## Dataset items
═══

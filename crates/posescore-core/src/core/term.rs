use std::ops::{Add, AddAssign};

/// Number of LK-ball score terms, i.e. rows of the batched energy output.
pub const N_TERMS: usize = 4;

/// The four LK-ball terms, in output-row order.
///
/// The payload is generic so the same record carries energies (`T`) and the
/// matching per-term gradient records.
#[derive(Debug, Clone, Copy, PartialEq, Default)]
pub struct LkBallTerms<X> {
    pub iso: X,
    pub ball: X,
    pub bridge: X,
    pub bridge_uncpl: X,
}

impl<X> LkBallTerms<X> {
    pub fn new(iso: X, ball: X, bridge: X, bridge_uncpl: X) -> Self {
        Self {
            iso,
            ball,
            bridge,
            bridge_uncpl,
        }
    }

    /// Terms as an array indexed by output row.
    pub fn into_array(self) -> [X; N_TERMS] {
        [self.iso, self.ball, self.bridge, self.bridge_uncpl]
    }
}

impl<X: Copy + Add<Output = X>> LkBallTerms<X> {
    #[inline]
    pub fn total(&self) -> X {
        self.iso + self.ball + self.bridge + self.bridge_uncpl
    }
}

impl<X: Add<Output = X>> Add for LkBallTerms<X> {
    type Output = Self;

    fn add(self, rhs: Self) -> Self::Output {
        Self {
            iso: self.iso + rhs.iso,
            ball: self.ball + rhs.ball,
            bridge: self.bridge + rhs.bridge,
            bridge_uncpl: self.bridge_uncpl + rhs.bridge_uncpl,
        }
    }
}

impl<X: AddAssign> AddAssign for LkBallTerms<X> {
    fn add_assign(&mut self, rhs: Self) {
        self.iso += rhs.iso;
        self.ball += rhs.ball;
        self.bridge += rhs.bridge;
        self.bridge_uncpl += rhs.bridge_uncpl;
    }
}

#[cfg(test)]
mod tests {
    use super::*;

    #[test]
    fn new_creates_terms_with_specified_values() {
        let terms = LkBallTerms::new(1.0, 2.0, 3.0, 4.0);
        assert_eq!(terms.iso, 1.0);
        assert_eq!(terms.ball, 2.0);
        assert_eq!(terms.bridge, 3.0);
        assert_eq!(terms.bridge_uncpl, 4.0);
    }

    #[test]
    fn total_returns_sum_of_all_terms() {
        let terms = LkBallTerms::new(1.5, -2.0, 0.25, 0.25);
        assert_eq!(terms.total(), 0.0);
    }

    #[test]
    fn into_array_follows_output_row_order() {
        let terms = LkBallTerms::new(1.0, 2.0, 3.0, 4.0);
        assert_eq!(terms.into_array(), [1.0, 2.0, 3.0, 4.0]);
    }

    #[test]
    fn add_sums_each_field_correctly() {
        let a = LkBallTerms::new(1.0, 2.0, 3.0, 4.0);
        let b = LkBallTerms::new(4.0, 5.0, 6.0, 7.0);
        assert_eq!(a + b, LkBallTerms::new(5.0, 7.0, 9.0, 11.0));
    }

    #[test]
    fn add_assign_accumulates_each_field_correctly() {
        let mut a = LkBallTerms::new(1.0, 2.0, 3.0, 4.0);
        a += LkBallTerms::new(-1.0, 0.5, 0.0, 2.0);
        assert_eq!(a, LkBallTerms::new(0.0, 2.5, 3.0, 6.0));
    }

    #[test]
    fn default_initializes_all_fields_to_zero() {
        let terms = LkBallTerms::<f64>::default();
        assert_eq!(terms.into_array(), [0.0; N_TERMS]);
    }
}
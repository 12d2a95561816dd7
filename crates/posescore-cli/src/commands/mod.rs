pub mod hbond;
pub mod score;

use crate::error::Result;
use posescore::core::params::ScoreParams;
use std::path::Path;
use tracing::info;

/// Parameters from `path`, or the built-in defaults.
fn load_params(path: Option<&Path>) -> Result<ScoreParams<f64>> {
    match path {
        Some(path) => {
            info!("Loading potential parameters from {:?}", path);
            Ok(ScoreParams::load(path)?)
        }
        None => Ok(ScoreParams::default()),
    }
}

═══

## Exercise directions
Which lines of the data hold the string "ScoreParams"? Return each of them.

## Worked solution
use posescore::core::params::ScoreParams;
fn load_params(path: Option<&Path>) -> Result<ScoreParams<f64>> {
            Ok(ScoreParams::load(path)?)
        None => Ok(ScoreParams::default()),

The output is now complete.